TASK TO CARRY OUT —
Determine how many lines in the listing that follows include "BadRequest". Answer only with that number.

● ● ● ● ●

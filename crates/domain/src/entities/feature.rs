use serde::{Deserialize, Serialize};
use serde_json::{Map, Value};

use crate::entities::Prerequisite;
use crate::ids::DocId;

/// A class feature: an activated or passive ability.
///
/// Unlike edges, the optional descriptive fields (`target`, `trigger`,
/// `note`) are stored sparsely: absent values are omitted from the
/// persisted document rather than written as null.
#[derive(Debug, Clone, Default, PartialEq, Serialize, Deserialize)]
pub struct Feature {
    #[serde(default, skip_serializing_if = "Option::is_none")]
    pub id: Option<DocId>,
    pub name: String,
    pub effect: String,
    #[serde(default)]
    pub tags: Vec<String>,
    #[serde(default, skip_serializing_if = "Option::is_none")]
    pub target: Option<String>,
    #[serde(default, skip_serializing_if = "Option::is_none")]
    pub trigger: Option<String>,
    #[serde(default, skip_serializing_if = "Option::is_none")]
    pub note: Option<String>,
    #[serde(default)]
    pub prerequisite: Option<Prerequisite>,
    #[serde(default, skip_serializing_if = "Option::is_none")]
    pub extra: Option<Map<String, Value>>,
}

impl Feature {
    pub fn new(name: impl Into<String>, effect: impl Into<String>) -> Self {
        Self {
            name: name.into(),
            effect: effect.into(),
            ..Default::default()
        }
    }

    pub fn with_id(mut self, id: impl Into<DocId>) -> Self {
        self.id = Some(id.into());
        self
    }

    pub fn with_tags(mut self, tags: Vec<String>) -> Self {
        self.tags = tags;
        self
    }

    pub fn with_trigger(mut self, trigger: impl Into<String>) -> Self {
        self.trigger = Some(trigger.into());
        self
    }
}
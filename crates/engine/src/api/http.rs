//! HTTP routes.

use axum::{
    extract::State,
    routing::{get, post},
    Json, Router,
};
use serde_json::Value;
use std::sync::Arc;

use ptu_domain::{Class, Edge, Feature};

use crate::app::App;
use crate::use_cases::{collections, BulkError, BulkSummary, CreatedTrainer, NewTrainer};

/// Create all HTTP routes.
pub fn routes() -> Router<Arc<App>> {
    Router::new()
        .route("/", get(health))
        .route("/api/health", get(health))
        .route("/edges", get(list_edges))
        .route("/features", get(list_features))
        .route("/classes", get(list_classes))
        .route("/edges/bulk", post(bulk_edges))
        .route("/features/bulk", post(bulk_features))
        .route("/classes/bulk", post(bulk_classes))
        .route("/trainers", post(create_trainer))
}

async fn health() -> &'static str {
    "OK"
}

async fn list_edges(State(app): State<Arc<App>>) -> Result<Json<Vec<Value>>, ApiError> {
    let edges = app.use_cases.catalog.list(collections::EDGES).await?;
    Ok(Json(edges))
}

async fn list_features(State(app): State<Arc<App>>) -> Result<Json<Vec<Value>>, ApiError> {
    let features = app.use_cases.catalog.list(collections::FEATURES).await?;
    Ok(Json(features))
}

async fn list_classes(State(app): State<Arc<App>>) -> Result<Json<Vec<Value>>, ApiError> {
    let classes = app.use_cases.catalog.list(collections::CLASSES).await?;
    Ok(Json(classes))
}

async fn bulk_edges(
    State(app): State<Arc<App>>,
    Json(records): Json<Vec<Edge>>,
) -> Result<Json<BulkSummary>, ApiError> {
    let summary = app
        .use_cases
        .bulk
        .execute(collections::EDGES, &records)
        .await?;
    Ok(Json(summary))
}

async fn bulk_features(
    State(app): State<Arc<App>>,
    Json(records): Json<Vec<Feature>>,
) -> Result<Json<BulkSummary>, ApiError> {
    let summary = app
        .use_cases
        .bulk
        .execute(collections::FEATURES, &records)
        .await?;
    Ok(Json(summary))
}

async fn bulk_classes(
    State(app): State<Arc<App>>,
    Json(records): Json<Vec<Class>>,
) -> Result<Json<BulkSummary>, ApiError> {
    let summary = app
        .use_cases
        .bulk
        .execute(collections::CLASSES, &records)
        .await?;
    Ok(Json(summary))
}

async fn create_trainer(
    State(app): State<Arc<App>>,
    Json(request): Json<NewTrainer>,
) -> Result<Json<CreatedTrainer>, ApiError> {
    let created = app.use_cases.create_trainer.execute(request).await?;
    Ok(Json(created))
}

#[derive(Debug)]
pub enum ApiError {
    BadRequest(String),
    Internal(String),
}

impl axum::response::IntoResponse for ApiError {
    fn into_response(self) -> axum::response::Response {
        match self {
            ApiError::BadRequest(msg) => {
                (axum::http::StatusCode::BAD_REQUEST, msg).into_response()
            }
            ApiError::Internal(msg) => {
                tracing::error!(error = %msg, "request failed");
                (
                    axum::http::StatusCode::INTERNAL_SERVER_ERROR,
                    "Internal error",
                )
                    .into_response()
            }
        }
    }
}

impl From<BulkError> for ApiError {
    fn from(e: BulkError) -> Self {
        match e {
            BulkError::Empty => ApiError::BadRequest("Empty record list".to_string()),
            BulkError::Store(e) => ApiError::Internal(e.to_string()),
        }
    }
}

impl From<crate::infrastructure::ports::StoreError> for ApiError {
    fn from(e: crate::infrastructure::ports::StoreError) -> Self {
        ApiError::Internal(e.to_string())
    }
}
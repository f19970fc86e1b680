//! PTU Sheet Backend engine library.
//!
//! This crate contains all server-side code for the sheet backend.
//!
//! ## Structure
//!
//! - `use_cases/` - Bulk upserts, catalog reads, trainer creation
//! - `infrastructure/` - Document store port + adapters
//! - `api/` - HTTP and stdio tool entry points
//! - `app` - Application composition

pub mod api;
pub mod app;
pub mod infrastructure;
pub mod use_cases;

/// Test fixtures module for stateful store assertions.
#[cfg(test)]
pub mod test_fixtures;

pub use app::App;
//! Stored record types.

mod class;
mod edge;
mod feature;
mod prerequisite;
mod trainer;

pub use class::Class;
pub use edge::Edge;
pub use feature::Feature;
pub use prerequisite::Prerequisite;
pub use trainer::{
    ActionPoints, BasicInfo, Build, CombatStat, CombatStats, DerivedStats, Evasion, Progression,
    Skills, Trainer,
};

● ● ● ● ●

ANSWER BELOW —
3